Jendral menggeleng. "Belum tau juga si gue. Yang punya info soal lokasi ini cuman si Haidan. Tapi, gue sempet baca dikit si. Kalau di villa nya itu tempat pembantaian para penghuninya, abis itu mayatnya di buang ke area hutan sama pantai ini. Bahkan ada yang di siksa di pantai, di lelepin gitu."

"Jadi?" Tanya Isell menatap Jendral serius. Jendral dan Isell jika sedang serius sangat serasi, karena keduanya memiliki aura yang sama. Tetapi, jangan berharap apa-apa dengan pasangan gelut ini. Selain suka gelut, Jendral sudah ada yang punya, wkwk.
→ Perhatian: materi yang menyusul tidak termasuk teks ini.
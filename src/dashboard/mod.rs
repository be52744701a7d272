//! Admin dashboard.
//!
//! `AdminDashboard` is the orchestrator's status sink: every completed
//! cycle lands here. The same state backs an Axum server exposing the
//! `/api/ariel/*` admin API and a self-contained HTML page.

pub mod routes;

use anyhow::{Context, Result};
use async_trait::async_trait;
use axum::{
    http::{header, Method},
    response::Html,
    routing::{get, post},
    Router,
};
use std::sync::Arc;
use tower_http::cors::{Any, CorsLayer};
use tracing::{debug, error, info};

use crate::components::StatusSink;
use crate::engine::PauseControl;
use crate::types::{ArielState, StatusSnapshot};
use routes::{AppState, DashboardState};

/// The embedded dashboard HTML (compiled into the binary).
const DASHBOARD_HTML: &str = include_str!("templates/index.html");

// ---------------------------------------------------------------------------
// Status sink
// ---------------------------------------------------------------------------

#[derive(Clone)]
pub struct AdminDashboard {
    state: AppState,
}

impl AdminDashboard {
    pub fn new(control: PauseControl, initial_state: ArielState, cycle_time_secs: u64) -> Self {
        Self {
            state: Arc::new(DashboardState::new(control, initial_state, cycle_time_secs)),
        }
    }

    /// Shared state for the HTTP server.
    pub fn state(&self) -> AppState {
        self.state.clone()
    }
}

#[async_trait]
impl StatusSink for AdminDashboard {
    async fn sync_status(&self, snapshot: &StatusSnapshot) -> Result<()> {
        *self.state.agent.write().await = snapshot.state.clone();
        *self.state.last_snapshot.write().await = Some(snapshot.clone());
        self.state
            .push_log(format!(
                "Cycle #{} complete: {} opportunities, {} trends",
                snapshot.cycle_number,
                snapshot.opportunities.len(),
                snapshot.market_trends.len(),
            ))
            .await;
        debug!(cycle = snapshot.cycle_number, "Dashboard synced");
        Ok(())
    }

    async fn record_state(&self, state: &ArielState) -> Result<()> {
        *self.state.agent.write().await = state.clone();
        Ok(())
    }
}

// ---------------------------------------------------------------------------
// HTTP server
// ---------------------------------------------------------------------------

/// Start the dashboard web server.
///
/// Binds before returning so a taken port is reported to the caller;
/// serving then continues on a background task.
pub async fn spawn_dashboard(state: AppState, port: u16) -> Result<()> {
    let app = build_router(state);
    let addr = std::net::SocketAddr::from(([0, 0, 0, 0], port));

    let listener = tokio::net::TcpListener::bind(addr)
        .await
        .with_context(|| format!("Failed to bind dashboard port {port}"))?;
    info!(port, "Dashboard server starting on http://localhost:{port}");

    tokio::spawn(async move {
        if let Err(e) = axum::serve(listener, app).await {
            error!(error = %e, "Dashboard server error");
        }
    });

    Ok(())
}

/// Build the Axum router with all routes and middleware.
pub fn build_router(state: AppState) -> Router {
    let cors = CorsLayer::new()
        .allow_origin(Any)
        .allow_methods([Method::GET, Method::POST])
        .allow_headers([header::CONTENT_TYPE]);

    Router::new()
        // Admin API
        .route("/api/ariel/status", get(routes::get_status))
        .route("/api/ariel/pause", post(routes::pause))
        .route("/api/ariel/resume", post(routes::resume))
        .route("/api/ariel/optimize", post(routes::optimize))
        .route("/api/ariel/logs", get(routes::get_logs))
        .route("/api/ariel/activities", get(routes::get_activities))
        .route("/health", get(routes::health))
        // Dashboard HTML
        .route("/", get(serve_dashboard))
        .layer(cors)
        .with_state(state)
}

async fn serve_dashboard() -> Html<&'static str> {
    Html(DASHBOARD_HTML)
}

// ---------------------------------------------------------------------------
// Tests
// ---------------------------------------------------------------------------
"Kita cari tempat pembuangan mayatnya. Soalnya belum ada berita yang nemuin dimana mayat-mayatnya."

"Jadi, tujuan penelusuran kita kali ini. Nyari mayat?" Tanya Yanu dengan kedua alis yang terangkat.

Jendral mengangguk membuat Yanu seketika berdiri. "Ayo! Gue suka nyari begituan. Berasa detektif." kata Yanu dengan gaya sombong.

Yesa serta anggota lain ikut berdiri. "Aneh, suka ko nyari mayat. Suka mah sama Yesa aja kali," goda Renaldi sembari memulai kembali langkahnya untuk lanjut penelusuran.

Yanu tertawa pelan menanggapi godaan Renaldi. "Itu mah gak usah ditanya lagi. Udah cinta mati sama Neng Yesa!" Seru Yanu bangga. Yesa hanya geleng-geleng kepala saja menanggapinya.

Mereka terus berjalan mengikuti Jendral yang memimpin di depan. Namun, baru beberapa meter Jendral sudah menghentikan kembali langkahnya. "Kenapa, Jen?" Tanya Renaldi yang berada di bagian tengah.

Jendral berbalik, menatap mereka semua di belakangnya. "Perasaan gue tiba-tiba gak enak soal tim dua."

"Terus, kita mau balik lagi?!" Tanya Isell dengan nada ngegas.

"Enggak. Gue cuman ngomong apa yang ada di pikiran gue." Jendral kembali berbalik, dia hendak melanjutkan jalannya.

"Coba hubungin aja dulu. Tanyain, biar perasaan lo lega, Jen," saran Laila di angguki Renaldi.

Jendral mengikuti saran dari Laila. Dia merongoh saku celananya untuk mengambil handphone. Saat hendak menelepon Najen, dia melihat bahwa di tempatnya berada tidak ada jangkauan sinyal. Sinyal benar-benar kosong, sampai ia harus sedikit menaikan tangannya ke atas dan berpindah posisi untuk mencari sinyal. Namun, hasilnya tetap sama. Nihil.

"Jaringan nya kosong anjir. Gak ada satupun."

"Masa si?" Tanya Yanu sembari mengecek jaringan pada handphone nya juga dan benar saja. Kosong.

"Kalau gak ada jaringan gini. Gimana buat kabar-kabaran?" Tanya Yanu sembari memasukan kembali handphone pada saku celana jogernya.

"Mana gak ada ht lagi, ya?" Tanya Yesa.